According to Stevens et al the ancestors of today's pigs and hippopotamuses were predominant in Africa until about 23 million years ago. “It is interesting,” they write “that several present-day trypanosome species are specific to pigs... and that analysis of tsetse blood meals indicates suids [pigs] to be a favourite food source.... The ecological requirements of tsetse and pigs (forest and thickets) are also very similar.” Perhaps HAT was a long-time disease of pigs that jumped to humans.

Investigators have found T. b. gambiense in various wild and domestic animals in the tse tse belt. Macleod et al, however, write that “the principal reservoir host for T. b. gambiense appears to be the domestic pig.” These findings lend further support to the idea that pigs may have been host to the parasite for thousands of years before humans were, and challenges the long-held belief that T. b. gambiense is an exclusively human parasite.

Subspecies of Trypanosoma brucei

Modern genetic analysis has revealed much about T. brucei. According to Balmer et al, the subspecies T. b. rhodesiense probably doesn't actually exist; rather, populations infective to humans are apparently populations of T. b. brucei that have acquired the serum resistance associated gene (SRA). Evidence suggests that this genetic mutation has evolved more than once and can be passed from one T. b. brucei population to another.

Meanwhile, T. b. gambiense apparently evolved resistance separately and shows less genetic diversity than T. b. brucei, suggesting that it infected humans and spread relatively recently. This again contradicts the idea that the subspecies has had a longer association with humans, which brings us back to the explorer Henry Morton Stanley.

Stanley and the Spread of African Sleeping Sickness

A map showing the main slave trade routes in Medieval times.

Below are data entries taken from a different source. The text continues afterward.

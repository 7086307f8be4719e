/* BEGIN LICENSE
  SupaSim, a GPGPU and simulation toolkit.
  Copyright (C) 2025 Magnus Larsson
  SPDX-License-Identifier: MIT OR Apache-2.0
END LICENSE */
//! Host side bookkeeping of the values scheduled on an interop semaphore.
//!
//! A timeline moves `Unsignaled(v)` → `PendingSignal(v → v')` → `Signaled(v')`
//! and every signal, from either API, must be strictly larger than the last one.
//! A binary semaphore is only `Unsignaled` or `Signaled` and each signal has a
//! single waiter. Violations of the binary rules are reported but not rejected,
//! since the device is what enforces them.

use hal::{InteropError, InteropResult};
use parking_lot::Mutex;
use types::SemaphoreKind;

#[derive(Clone, Copy, Debug, PartialEq, Eq)]
pub enum SemaphoreState {
    Unsignaled(u64),
    PendingSignal { from: u64, to: u64 },
    Signaled(u64),
}

/// Which side enqueued an operation
#[derive(Clone, Copy, Debug, PartialEq, Eq)]
pub enum Side {
    Vulkan,
    Compute,
}

#[derive(Debug)]
struct Inner {
    /// Highest value a signal has been scheduled for
    scheduled: u64,
    /// Highest value known to have been reached
    reached: u64,
    /// Binary only: signals not yet consumed by a wait
    unconsumed_signals: u32,
}

#[derive(Debug)]
pub struct SemaphoreTracker {
    kind: SemaphoreKind,
    inner: Mutex<Inner>,
}
impl SemaphoreTracker {
    pub fn new(kind: SemaphoreKind, initial_value: u64) -> Self {
        let initial_value = match kind {
            SemaphoreKind::Timeline => initial_value,
            SemaphoreKind::Binary => 0,
        };
        Self {
            kind,
            inner: Mutex::new(Inner {
                scheduled: initial_value,
                reached: initial_value,
                unconsumed_signals: 0,
            }),
        }
    }

    /// Records a signal without enqueuing anything, for signals the caller submits
    /// itself. Fails without changing anything if a timeline value does not increase.
    pub fn schedule_signal(&self, side: Side, value: u64) -> InteropResult<()> {
        self.signal_with(side, value, || Ok(()))
    }
    /// Records a signal once `enqueue` has submitted it. The value is checked
    /// first, and nothing is recorded if either the check or `enqueue` fails.
    pub fn signal_with(
        &self,
        side: Side,
        value: u64,
        enqueue: impl FnOnce() -> InteropResult<()>,
    ) -> InteropResult<()> {
        let mut inner = self.inner.lock();
        match self.kind {
            SemaphoreKind::Timeline => {
                if value <= inner.scheduled {
                    return Err(InteropError::TimelineNotMonotonic {
                        last: inner.scheduled,
                        requested: value,
                    });
                }
                enqueue()?;
                log::trace!("{side:?} signals timeline value {value}");
                inner.scheduled = value;
            }
            SemaphoreKind::Binary => {
                if inner.unconsumed_signals > 0 {
                    log::warn!("{side:?} signals a binary semaphore that is already signaled");
                }
                enqueue()?;
                inner.unconsumed_signals += 1;
            }
        }
        Ok(())
    }
    /// Records a wait about to be enqueued. Returns whether a matching signal has
    /// been scheduled; if not the wait blocks until one is.
    pub fn schedule_wait(&self, side: Side, value: u64) -> bool {
        let mut inner = self.inner.lock();
        let satisfiable = match self.kind {
            SemaphoreKind::Timeline => value <= inner.scheduled,
            SemaphoreKind::Binary => {
                let pending = inner.unconsumed_signals > 0;
                inner.unconsumed_signals = inner.unconsumed_signals.saturating_sub(1);
                pending
            }
        };
        if !satisfiable {
            log::warn!(
                "{side:?} waits on a {:?} semaphore (value {value}) with no signal scheduled; \
                 it will block until one is",
                self.kind
            );
        }
        satisfiable
    }
    /// Feeds back a value read from the semaphore itself
    pub fn observe(&self, value: u64) {
        let mut inner = self.inner.lock();
        inner.reached = inner.reached.max(value);
        inner.scheduled = inner.scheduled.max(value);
    }
    /// The next value a timeline signal may use
    pub fn next_value(&self) -> u64 {
        self.inner.lock().scheduled + 1
    }
    pub fn last_scheduled(&self) -> u64 {
        self.inner.lock().scheduled
    }
    pub fn state(&self) -> SemaphoreState {
        let inner = self.inner.lock();
        match self.kind {
            SemaphoreKind::Timeline if inner.scheduled > inner.reached => {
                SemaphoreState::PendingSignal {
                    from: inner.reached,
                    to: inner.scheduled,
                }
            }
            SemaphoreKind::Timeline if inner.reached > 0 => SemaphoreState::Signaled(inner.reached),
            SemaphoreKind::Timeline => SemaphoreState::Unsignaled(0),
            SemaphoreKind::Binary if inner.unconsumed_signals > 0 => SemaphoreState::Signaled(1),
            SemaphoreKind::Binary => SemaphoreState::Unsignaled(0),
        }
    }
}

#[cfg(test)]
mod tests {
    use super::*;

    #[test]
    fn timeline_values_must_increase() {
        let tracker = SemaphoreTracker::new(SemaphoreKind::Timeline, 3);
        assert_eq!(tracker.next_value(), 4);
        assert!(matches!(
            tracker.schedule_signal(Side::Vulkan, 3),
            Err(InteropError::TimelineNotMonotonic {
                last: 3,
                requested: 3
            })
        ));
        tracker.schedule_signal(Side::Vulkan, 5).unwrap();
        assert!(tracker.schedule_signal(Side::Compute, 4).is_err());
        tracker.schedule_signal(Side::Compute, 6).unwrap();
        assert_eq!(tracker.last_scheduled(), 6);
    }

    #[test]
    fn failed_enqueues_leave_no_trace() {
        let tracker = SemaphoreTracker::new(SemaphoreKind::Timeline, 0);
        let failed = tracker.signal_with(Side::Compute, 5, || Err(InteropError::ExportUnsupported));
        assert!(matches!(failed, Err(InteropError::ExportUnsupported)));
        assert_eq!(tracker.next_value(), 1);
        assert_eq!(tracker.state(), SemaphoreState::Unsignaled(0));
        tracker.signal_with(Side::Compute, 5, || Ok(())).unwrap();
        assert_eq!(tracker.last_scheduled(), 5);

        let mut enqueued = false;
        assert!(
            tracker
                .signal_with(Side::Compute, 5, || {
                    enqueued = true;
                    Ok(())
                })
                .is_err()
        );
        assert!(!enqueued);

        let binary = SemaphoreTracker::new(SemaphoreKind::Binary, 0);
        assert!(
            binary
                .signal_with(Side::Compute, 0, || Err(InteropError::ExportUnsupported))
                .is_err()
        );
        assert_eq!(binary.state(), SemaphoreState::Unsignaled(0));
    }

    #[test]
    fn waits_are_satisfiable_only_after_a_signal() {
        let tracker = SemaphoreTracker::new(SemaphoreKind::Timeline, 0);
        assert!(!tracker.schedule_wait(Side::Compute, 1));
        tracker.schedule_signal(Side::Vulkan, 2).unwrap();
        assert!(tracker.schedule_wait(Side::Compute, 1));
        assert!(tracker.schedule_wait(Side::Compute, 2));
        assert!(!tracker.schedule_wait(Side::Compute, 3));
    }

    #[test]
    fn timeline_state_machine() {
        let tracker = SemaphoreTracker::new(SemaphoreKind::Timeline, 0);
        assert_eq!(tracker.state(), SemaphoreState::Unsignaled(0));
        tracker.schedule_signal(Side::Vulkan, 1).unwrap();
        assert_eq!(tracker.state(), SemaphoreState::PendingSignal { from: 0, to: 1 });
        tracker.observe(1);
        assert_eq!(tracker.state(), SemaphoreState::Signaled(1));
        // Values reached behind our back still move the floor
        tracker.observe(7);
        assert_eq!(tracker.next_value(), 8);
    }

    #[test]
    fn binary_signals_have_one_consumer() {
        let tracker = SemaphoreTracker::new(SemaphoreKind::Binary, 42);
        assert_eq!(tracker.state(), SemaphoreState::Unsignaled(0));
        tracker.schedule_signal(Side::Vulkan, 0).unwrap();
        assert_eq!(tracker.state(), SemaphoreState::Signaled(1));
        assert!(tracker.schedule_wait(Side::Compute, 0));
        assert_eq!(tracker.state(), SemaphoreState::Unsignaled(0));
        assert!(!tracker.schedule_wait(Side::Compute, 0));
    }
}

Runehelmet derived from Aliesin. CC BY-SA 3.0

Balmer et al don't suggest how recently T. b. gambiense might have spread, or where it started from. We know that HAT was present in northern Africa centuries before Stanley's expeditions: Arab slave traders from the 14^th century left accounts of African slaves with typical symptoms. As well, Roberts and Janovy write that “swollen [lymph] nodes at the base of the skull were recognized by [European] slave traders as signs of certain death, and slaves who developed them were routinely thrown overboard...”

It appears, however, that HAT was not widespread in the tsetse belt, or at least it took few lives until after Stanley established shipping routes on the Congo River and helped the avaricious and brutal King Leopold II of Belgium to exploit the people and resources of what became the Congo Free State. If Stanley's exploits were the first steps toward epidemic HAT in the tsetse belt, Leopold's virtual genocide likely ensured that spreading trypanosomes upriver in human bloodstreams would precipitate disaster (even today, poverty and war in the tse tse belt bring epidemics of sleeping sickness).

Stanley's last expedition started from the mouth of the Congo in 1887 and lasted about a year, but a 1904 New York Times article dates the beginnings of the HAT epidemic to about a decade after Stanley: “About six years ago,” the article states, “missionaries on the Congo began to write home of a mysterious disease which was ascending the river.” It was a wave of disease that would be “sure death to every person attacked by it.”